А я хоть ночку поспала

У Пашеньки на ручке.


За всем этим чуялось что-то непостижимо грустное, непонятное. А что? Ведь в общем-то Сугревушка далеко еще не выжила из ума, как и Паша Исаков. И, словно заражаясь этими мыслями, бабы тотчас же, присмирев, переходят к другой теме разговора, теме сюжетно связанной с рассказанной историей. Дело было так, что у Сугревы завязалась дружба с другой одинокой женщиной — Евфальей, которая пасла недавно коров.
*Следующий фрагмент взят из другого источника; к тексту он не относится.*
//! External process supervision.
//!
//! Spawns the engine binaries, hands their stderr to a consumer chunk by
//! chunk as it arrives, and turns exit statuses into [`ProcessError`]s.

use std::io;
use std::path::Path;
use std::process::Stdio;
use thiserror::Error;
use tokio::io::AsyncReadExt;
use tokio::process::Command;
use tracing::{debug, trace};

const READ_CHUNK_BYTES: usize = 8 * 1024;

/// Bytes of stderr kept for error reports.
const STDERR_TAIL_BYTES: usize = 4 * 1024;

/// Error type for external process execution
#[derive(Debug, Error)]
pub enum ProcessError {
    /// The binary could not be started
    #[error("failed to start {program}: {source}")]
    Spawn {
        program: String,
        #[source]
        source: io::Error,
    },

    /// Reading the process output failed
    #[error("IO error while reading process output: {0}")]
    Io(#[from] io::Error),

    /// Process exited with non-zero status
    #[error("{program} failed with exit code {code}")]
    Failed {
        program: String,
        code: i32,
        stderr_tail: String,
    },

    /// Process was terminated by signal
    #[error("{program} was terminated by signal")]
    Terminated { program: String },
}

impl ProcessError {
    /// Exit code of a process that ran to completion with an error.
    pub fn exit_code(&self) -> Option<i32> {
        match self {
            ProcessError::Failed { code, .. } => Some(*code),
            _ => None,
        }
    }
}

/// Collected output of a finished process.
#[derive(Debug, Clone, Default)]
pub struct CapturedOutput {
    pub stdout: String,
    pub stderr: String,
}

/// How a streamed process ended.
#[derive(Debug, Clone, PartialEq, Eq)]
pub struct ProcessExit {
    pub program: String,
    /// `None` when the process was killed by a signal.
    pub code: Option<i32>,
    pub stderr_tail: String,
}

impl ProcessExit {
    pub fn success(&self) -> bool {
        self.code == Some(0)
    }

    /// Converts a non-zero or missing exit code into an error.
    pub fn check(&self) -> Result<(), ProcessError> {
        match self.code {
            Some(0) => Ok(()),
            Some(code) => Err(ProcessError::Failed {
                program: self.program.clone(),
                code,
                stderr_tail: self.stderr_tail.clone(),
            }),
            None => Err(ProcessError::Terminated {
                program: self.program.clone(),
            }),
        }
    }
}

fn program_name(program: &Path) -> String {
    program.to_string_lossy().into_owned()
}

fn spawn_error(program: &Path, source: io::Error) -> ProcessError {
    ProcessError::Spawn {
        program: program_name(program),
        source,
    }
}

/// Runs `program` to completion and collects stdout and stderr.
///
/// # Errors
/// Returns an error if the process fails to start, exits with a non-zero
/// status, or is terminated by a signal.
pub async fn run_captured(program: &Path, args: &[String]) -> Result<CapturedOutput, ProcessError> {
    debug!(program = %program.display(), ?args, "running process");

    let output = Command::new(program)
        .args(args)
        .stdin(Stdio::null())
        .stdout(Stdio::piped())
        .stderr(Stdio::piped())
        .kill_on_drop(true)
        .output()
        .await
        .map_err(|e| spawn_error(program, e))?;

    let captured = CapturedOutput {
        stdout: String::from_utf8_lossy(&output.stdout).into_owned(),
        stderr: String::from_utf8_lossy(&output.stderr).into_owned(),
    };

    let exit = ProcessExit {
        program: program_name(program),
        code: output.status.code(),
        stderr_tail: tail_of(&captured.stderr, STDERR_TAIL_BYTES).to_string(),
    };
    exit.check()?;

    Ok(captured)
}

/// Runs `program`, passing each decoded stderr chunk to `on_chunk` as it
/// arrives.
///
/// Chunk boundaries are whatever the pipe delivers; only UTF-8 sequences
/// are kept whole. The exit status is returned rather than checked so that
/// callers can decide what a failure means for the data they collected.
pub async fn run_streaming<F>(
    program: &Path,
    args: &[String],
    mut on_chunk: F,
) -> Result<ProcessExit, ProcessError>
where
    F: FnMut(&str),
{
    debug!(program = %program.display(), ?args, "spawning streaming process");

    let mut child = Command::new(program)
        .args(args)
        .stdin(Stdio::null())
        .stdout(Stdio::null())
        .stderr(Stdio::piped())
        .kill_on_drop(true)
        .spawn()
        .map_err(|e| spawn_error(program, e))?;

    let mut stderr = child
        .stderr
        .take()
        .ok_or_else(|| io::Error::new(io::ErrorKind::Other, "stderr was not captured"))?;

    let mut buf = vec![0u8; READ_CHUNK_BYTES];
    let mut decoder = Utf8ChunkDecoder::default();
    let mut tail = String::new();

    loop {
        let read = stderr.read(&mut buf).await?;
        if read == 0 {
            break;
        }
        let text = decoder.decode(&buf[..read]);
        if text.is_empty() {
            continue;
        }
        trace!(program = %program.display(), chunk = %text, "stderr chunk");
        push_tail(&mut tail, &text);
        on_chunk(&text);
    }

    let rest = decoder.finish();
    if !rest.is_empty() {
        push_tail(&mut tail, &rest);
        on_chunk(&rest);
    }

    let status = child.wait().await?;
    debug!(program = %program.display(), code = ?status.code(), "process exited");

    Ok(ProcessExit {
        program: program_name(program),
        code: status.code(),
        stderr_tail: tail,
    })
}

fn push_tail(tail: &mut String, text: &str) {
    tail.push_str(text);
    if tail.len() > STDERR_TAIL_BYTES {
        let keep_from = tail.len() - tail_of(tail, STDERR_TAIL_BYTES).len();
        tail.drain(..keep_from);
    }
}

/// Last `max` bytes of `s`, moved forward to a char boundary.
fn tail_of(s: &str, max: usize) -> &str {
    if s.len() <= max {
        return s;
    }
    let mut cut = s.len() - max;
    while !s.is_char_boundary(cut) {
        cut += 1;
    }
    &s[cut..]
}

/// Decodes UTF-8 read in arbitrary pieces, holding back a sequence that
/// is split across two reads.
#[derive(Debug, Default)]
struct Utf8ChunkDecoder {
    pending: Vec<u8>,
}

impl Utf8ChunkDecoder {
    fn decode(&mut self, bytes: &[u8]) -> String {
        self.pending.extend_from_slice(bytes);
        let mut out = String::new();

        loop {
            match std::str::from_utf8(&self.pending) {
                Ok(valid) => {
                    out.push_str(valid);
                    self.pending.clear();
                    break;
                }
                Err(e) => {
                    let valid_up_to = e.valid_up_to();
                    out.push_str(&String::from_utf8_lossy(&self.pending[..valid_up_to]));
                    match e.error_len() {
                        // incomplete sequence at the end: wait for more bytes
                        None => {
                            self.pending.drain(..valid_up_to);
                            break;
                        }
                        Some(invalid) => {
                            out.push(char::REPLACEMENT_CHARACTER);
                            self.pending.drain(..valid_up_to + invalid);
                        }
                    }
                }
            }
        }

        out
    }

    fn finish(&mut self) -> String {
        let rest = String::from_utf8_lossy(&self.pending).into_owned();
        self.pending.clear();
        rest
    }
}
Сугрева позвала ее в гости. Евфалья оставила с коровами своего мальчишку, тот не упас животных, и корова Парфения Лукичева назобалась калийного удобрения. Ветеринар велел караулить корову с ножом у горла, чтобы вовремя прирезать и спасти мясо, а Парфений же понадеялся на то, что животина выздоровеет. Корова сдохла, мясо пришлось зарыть, а у Парфения семья одиннадцать человек, все мал мала меньше и сам он инвалид, пришел с фронта с укороченной ногой.
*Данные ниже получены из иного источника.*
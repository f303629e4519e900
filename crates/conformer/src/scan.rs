//! Input expansion.
//!
//! Turns the paths given on the command line into a list of media files:
//! files pass through, directories are walked recursively and filtered by
//! extension.

use std::path::{Path, PathBuf};
use walkdir::WalkDir;

/// Media file extensions picked up from directories (case-insensitive matching).
pub const MEDIA_EXTENSIONS: &[&str] = &[
    ".mov", ".mp4", ".mxf", ".mkv", ".m4v", ".avi", ".ts", ".m2ts", ".mpg", ".mpeg", ".webm",
    ".wav", ".mp3", ".aac", ".m4a", ".flac",
];

/// Checks if a file has a media extension (case-insensitive).
pub fn is_media_file(path: &Path) -> bool {
    path.extension()
        .and_then(|ext| ext.to_str())
        .map(|ext| {
            let ext_lower = format!(".{}", ext.to_lowercase());
            MEDIA_EXTENSIONS.contains(&ext_lower.as_str())
        })
        .unwrap_or(false)
}

/// Expands `inputs` into media files.
///
/// Explicit file arguments are kept whatever their extension; the engine
/// decides whether it can read them. Directories are walked, skipping hidden
/// directories below the root. Missing paths are dropped. Output order is
/// input order, then walk order sorted by file name.
pub fn expand_inputs(inputs: &[PathBuf]) -> Vec<PathBuf> {
    let mut files = Vec::new();

    for input in inputs {
        if input.is_file() {
            files.push(input.clone());
            continue;
        }
        if !input.is_dir() {
            continue;
        }

        let walker = WalkDir::new(input)
            .sort_by_file_name()
            .into_iter()
            .filter_entry(|entry| {
                // the root itself may be hidden
                !(entry.file_type().is_dir()
                    && entry.depth() > 0
                    && entry
                        .file_name()
                        .to_str()
                        .is_some_and(|name| name.starts_with('.')))
            });

        for entry in walker.filter_map(|e| e.ok()) {
            if entry.file_type().is_file() && is_media_file(entry.path()) {
                files.push(entry.into_path());
            }
        }
    }

    files
}

#[cfg(test)]
mod tests {
    use super::*;
    use proptest::prelude::*;
    use std::fs::{self, File};
    use tempfile::TempDir;

    #[test]
    fn test_is_media_file() {
        assert!(is_media_file(Path::new("/media/clip.mov")));
        assert!(is_media_file(Path::new("/media/clip.MXF")));
        assert!(is_media_file(Path::new("/media/voice.wav")));
        assert!(!is_media_file(Path::new("/media/notes.txt")));
        assert!(!is_media_file(Path::new("/media/clip")));
    }

    proptest! {
        #![proptest_config(ProptestConfig::with_cases(100))]

        #[test]
        fn prop_extension_matching_ignores_case(
            basename in "[a-zA-Z0-9_-]{1,20}",
            idx in 0usize..MEDIA_EXTENSIONS.len(),
            upper in any::<bool>(),
        ) {
            let ext = &MEDIA_EXTENSIONS[idx][1..];
            let ext = if upper { ext.to_uppercase() } else { ext.to_string() };
            let path = PathBuf::from(format!("/media/{}.{}", basename, ext));
            prop_assert!(is_media_file(&path));
        }
    }

    #[test]
    fn test_expand_walks_directories_and_skips_hidden() {
        let dir = TempDir::new().unwrap();
        let root = dir.path();
        fs::create_dir_all(root.join("day1")).unwrap();
        fs::create_dir_all(root.join(".cache")).unwrap();
        File::create(root.join("b.mov")).unwrap();
        File::create(root.join("a.mxf")).unwrap();
        File::create(root.join("readme.txt")).unwrap();
        File::create(root.join("day1/c.mp4")).unwrap();
        File::create(root.join(".cache/d.mov")).unwrap();

        let files = expand_inputs(&[root.to_path_buf()]);
        assert_eq!(
            files,
            vec![root.join("a.mxf"), root.join("b.mov"), root.join("day1/c.mp4")]
        );
    }

    #[test]
    fn test_explicit_files_pass_through() {
        let dir = TempDir::new().unwrap();
        let odd = dir.path().join("capture.dv");
        File::create(&odd).unwrap();

        let files = expand_inputs(&[odd.clone(), dir.path().join("missing.mov")]);
        assert_eq!(files, vec![odd]);
    }
}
И вот теперь бабы жалеют его, как он будет жить с такой оравой и без коровы? Конечно, колхоз его не оставит, корову председатель даст из колхозного стада, но за нее надо платить деньги. А какие же у Парфения особые деньги?

— Ну, бабы, вроде бы уж и хватит сидеть, надо бы и работнуть! — сказал Аркадий Александрович.

Все потянулись опять к граблям и косам, я тоже. Обед кончился, зазвенели косы, наставляемые лопатками. Заурчал Венькин трактор, костер потух.

Однако долго косить не пришлось. В шуме леса и в гуле оводов вдруг появился и исчез какой-то тревожный звук: то ли сквозной вихрь метнулся в листве, то ли крикнула какая-то птица. Где-то, сначала как бы сонливо, проворчал гром, потом загремело взаправду. И хотя солнце светило по-прежнему, небо с востока быстро темнело. Дождь уже много недель обходил стороной наши места, бабы не верили ему и сегодня. Продолжали работу даже тогда, когда упали первые некрупные капли. Туча накатилась неожиданно, ливень обрушился с неба.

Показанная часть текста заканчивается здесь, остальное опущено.